What are the legal grounds for issuing a Section 8 Notice to evict a tenant?
A Section 8 notice is a formal notice that can be issued by a landlord to a tenant in England, informing them that they have breached the terms of their tenancy agreement.
- Ground 1: landlord taking property as their own home
- Ground 2: mortgage repossession
- Ground 3: holiday let
- Ground 4: property tied to an educational institution
- Ground 5: housing for a minister of religion
- Ground 6: refurbishment
- Ground 7: death of the tenant
- Ground 7A: conviction for serious offence
- Ground 7B: service on landlord of notice by Secretary of State in respect of illegal immigrants
- Ground 8: rent arrears
If any of these grounds exist, then the landlord can issue a Section 8 notice and begin eviction proceedings against the tenant. It is important to note that a Section 8 notice can only be issued if there is a valid reason for doing so - if the landlord simply wants the tenant to leave without cause, then they must follow the proper procedures for issuing a Notice to Quit.

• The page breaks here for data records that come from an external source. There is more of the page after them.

//! Advanced query endpoint tests against a live server.

use reqwest::StatusCode;
use sdk_rust::GardenClient;
use serde_json::{json, Value};

mod common;

fn plant_ids(plants: &[Value]) -> Vec<&str> {
    plants
        .iter()
        .map(|p| p["plant_id"].as_str().unwrap_or_default())
        .collect()
}

#[tokio::test]
async fn test_empty_filter_returns_all_plants() {
    let server = common::start_server().await;
    let client = GardenClient::new(&server.base_url);

    let reply = client.query(&json!({})).await.unwrap();
    assert_eq!(reply.total_matches, 6);
    assert_eq!(reply.count, 6);
    assert_eq!(reply.response_format, "summary");
    assert_eq!(reply.filters_applied, json!({}));
    assert!(reply.debug_signature.starts_with("query-v1:"));
}

#[tokio::test]
async fn test_each_operator() {
    let server = common::start_server().await;
    let client = GardenClient::new(&server.base_url);

    let cases = [
        (json!({"plants": {"plant_name": {"$eq": "basil"}}}), vec!["2"]),
        (json!({"plants": {"light_requirements": {"$ne": "Full Sun"}}}), vec!["4", "6"]),
        (json!({"plants": {"plant_id": {"$in": ["3", "4"]}}}), vec!["3", "4"]),
        (json!({"plants": {"plant_id": {"$nin": ["1", "2", "3"]}}}), vec!["4", "5", "6"]),
        (json!({"locations": {"total_sun_hours": {"$gt": 7}}}), vec!["3", "5"]),
        (json!({"locations": {"total_sun_hours": {"$gte": 7}}}), vec!["1", "2", "3", "5"]),
        (json!({"locations": {"total_sun_hours": {"$lt": 2}}}), vec!["4"]),
        (json!({"locations": {"total_sun_hours": {"$lte": 2}}}), vec!["2", "4"]),
        (json!({"plants": {"plant_name": {"$regex": "^(ba|ro)"}}}), vec!["2", "3"]),
        (json!({"plants": {"description": {"$exists": false}}}), vec!["5"]),
        (json!({"locations": {"microclimate_conditions": {"$contains": "SHADY"}}}), vec!["4"]),
        (json!({"plants": {"location_ids": {"$contains": "2"}}}), vec!["2"]),
    ];

    for (filters, expected) in cases {
        let reply = client.query(&json!({"filters": filters})).await.unwrap();
        assert_eq!(plant_ids(&reply.plants), expected, "{}", filters);
    }
}

#[tokio::test]
async fn test_multi_table_filters_intersect() {
    let server = common::start_server().await;
    let client = GardenClient::new(&server.base_url);

    let reply = client
        .query(&json!({
            "filters": {
                "plants": {"watering_needs": "keep moist"},
                "locations": {"location_name": {"$contains": "window"}},
                "containers": {"container_material": "plastic"}
            },
            "response_format": "detailed"
        }))
        .await
        .unwrap();

    assert_eq!(plant_ids(&reply.plants), vec!["2"]);
    let locations = reply.plants[0]["locations"].as_array().unwrap();
    assert_eq!(locations.len(), 1);
    assert_eq!(locations[0]["location_name"], "Kitchen Window");
    assert_eq!(locations[0]["containers"][0]["container_type"], "Window Box");
    assert_eq!(
        reply.filters_applied["containers"],
        json!({"container_material": {"$eq": "plastic"}})
    );
}

#[tokio::test]
async fn test_response_formats() {
    let server = common::start_server().await;
    let client = GardenClient::new(&server.base_url);
    let filters = json!({"plants": {"plant_name": "Lavender"}});

    let summary = client
        .query(&json!({"filters": filters, "response_format": "summary"}))
        .await
        .unwrap();
    let plant = &summary.plants[0];
    assert_eq!(plant["plant_name"], "Lavender");
    assert_eq!(plant["locations"][0]["location_name"], "Front Yard");
    assert_eq!(plant["locations"][0]["containers"][0]["material"], "Terracotta");
    assert!(plant.get("watering_needs").is_none());

    let detailed = client
        .query(&json!({"filters": filters, "response_format": "detailed"}))
        .await
        .unwrap();
    assert_eq!(detailed.plants[0]["light_requirements"], "Full Sun");
    assert_eq!(detailed.plants[0]["locations"][0]["morning_sun_hours"], 3.0);

    let minimal = client
        .query(&json!({"filters": filters, "response_format": "minimal"}))
        .await
        .unwrap();
    assert_eq!(
        minimal.plants[0],
        json!({"plant_name": "Lavender", "locations": ["Front Yard"]})
    );

    let ids = client
        .query(&json!({"filters": filters, "response_format": "ids_only"}))
        .await
        .unwrap();
    assert_eq!(ids.plants, vec![json!("5")]);
    assert_eq!(ids.response_format, "ids_only");
}

#[tokio::test]
async fn test_hierarchy_always_names_locations() {
    let server = common::start_server().await;
    let client = GardenClient::new(&server.base_url);

    let reply = client
        .query(&json!({"response_format": "detailed"}))
        .await
        .unwrap();
    for plant in &reply.plants {
        for location in plant["locations"].as_array().unwrap() {
            assert!(location["location_name"].as_str().is_some_and(|n| !n.is_empty()));
            for container in location["containers"].as_array().unwrap() {
                assert_eq!(container["location_id"], location["location_id"]);
            }
        }
    }
    let mint = reply.plants.iter().find(|p| p["plant_name"] == "Mint").unwrap();
    assert_eq!(mint["locations"], json!([]));
}

#[tokio::test]
async fn test_limit() {
    let server = common::start_server().await;
    let client = GardenClient::new(&server.base_url);

    let reply = client
        .query(&json!({"limit": 2, "response_format": "ids_only"}))
        .await
        .unwrap();
    assert_eq!(reply.count, 2);
    assert_eq!(reply.total_matches, 6);
    assert_eq!(reply.plants, vec![json!("1"), json!("2")]);
}

#[tokio::test]
async fn test_validation_errors() {
    let server = common::start_server().await;
    let client = GardenClient::new(&server.base_url);

    let cases = [
        (json!({"filters": {"plants": {"plant_name": {"$like": "b%"}}}}), "invalid_operator"),
        (json!({"filters": {"plants": {"colour": "green"}}}), "invalid_field"),
        (json!({"filters": {"pots": {}}}), "invalid_table"),
        (json!({"response_format": "verbose"}), "invalid_response_format"),
        (json!({"filters": {"plants": {"plant_name": {"$regex": "[a-"}}}}), "invalid_regex"),
        (json!({"limit": 0}), "invalid_limit"),
        (json!({"limit": 5000}), "invalid_limit"),
        (json!({"filters": {"plants": {"plant_id": {"$in": "1"}}}}), "invalid_operand"),
    ];
    for (body, kind) in cases {
        let err = client.query(&body).await.unwrap_err();
        assert_eq!(err.kind(), Some(kind), "{}", body);
        assert_eq!(err.status(), Some(400));
    }
}

#[tokio::test]
async fn test_missing_and_malformed_body() {
    let server = common::start_server().await;
    let http = reqwest::Client::new();
    let url = format!("{}/api/garden/query", server.base_url);

    let res = http.post(&url).send().await.unwrap();
    assert_eq!(res.status(), StatusCode::BAD_REQUEST);
    let body: Value = res.json().await.unwrap();
    assert_eq!(body["error"], "missing_body");

    let res = http
        .post(&url)
        .header("content-type", "application/json")
        .body("{\"filters\": ")
        .send()
        .await
        .unwrap();
    assert_eq!(res.status(), StatusCode::BAD_REQUEST);
    let body: Value = res.json().await.unwrap();
    assert_eq!(body["error"], "invalid_json");
    assert!(has_message(&body));
}

fn has_message(body: &Value) -> bool {
    body["message"].as_str().is_some_and(|m| !m.is_empty())
}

There are also 'discretionary' grounds for issuing a sectiuon 8 notice, and these grounds include:
There are a number of discretionary grounds for issuing a Section 8 notice in England.
- Ground 8: The tenant has not paid rent
- Ground 10: The tenant has caused nuisance or annoyance to other occupants or neighbours
- Ground 11: The tenant has used the property for illegal or immoral purposes
- Ground 12: The tenant has been convicted of a serious criminal offence committed in the property or surrounding area
- Ground 13: The tenant has breached the terms of their tenancy agreement
- Ground 14: The property is in disrepair and the tenant has failed to carry out repairs
- Ground 15: The tenant has left the property unoccupied for a period of time
- Ground 17: The landlord intends to sell the property or carry out major repairs/refurbishment works.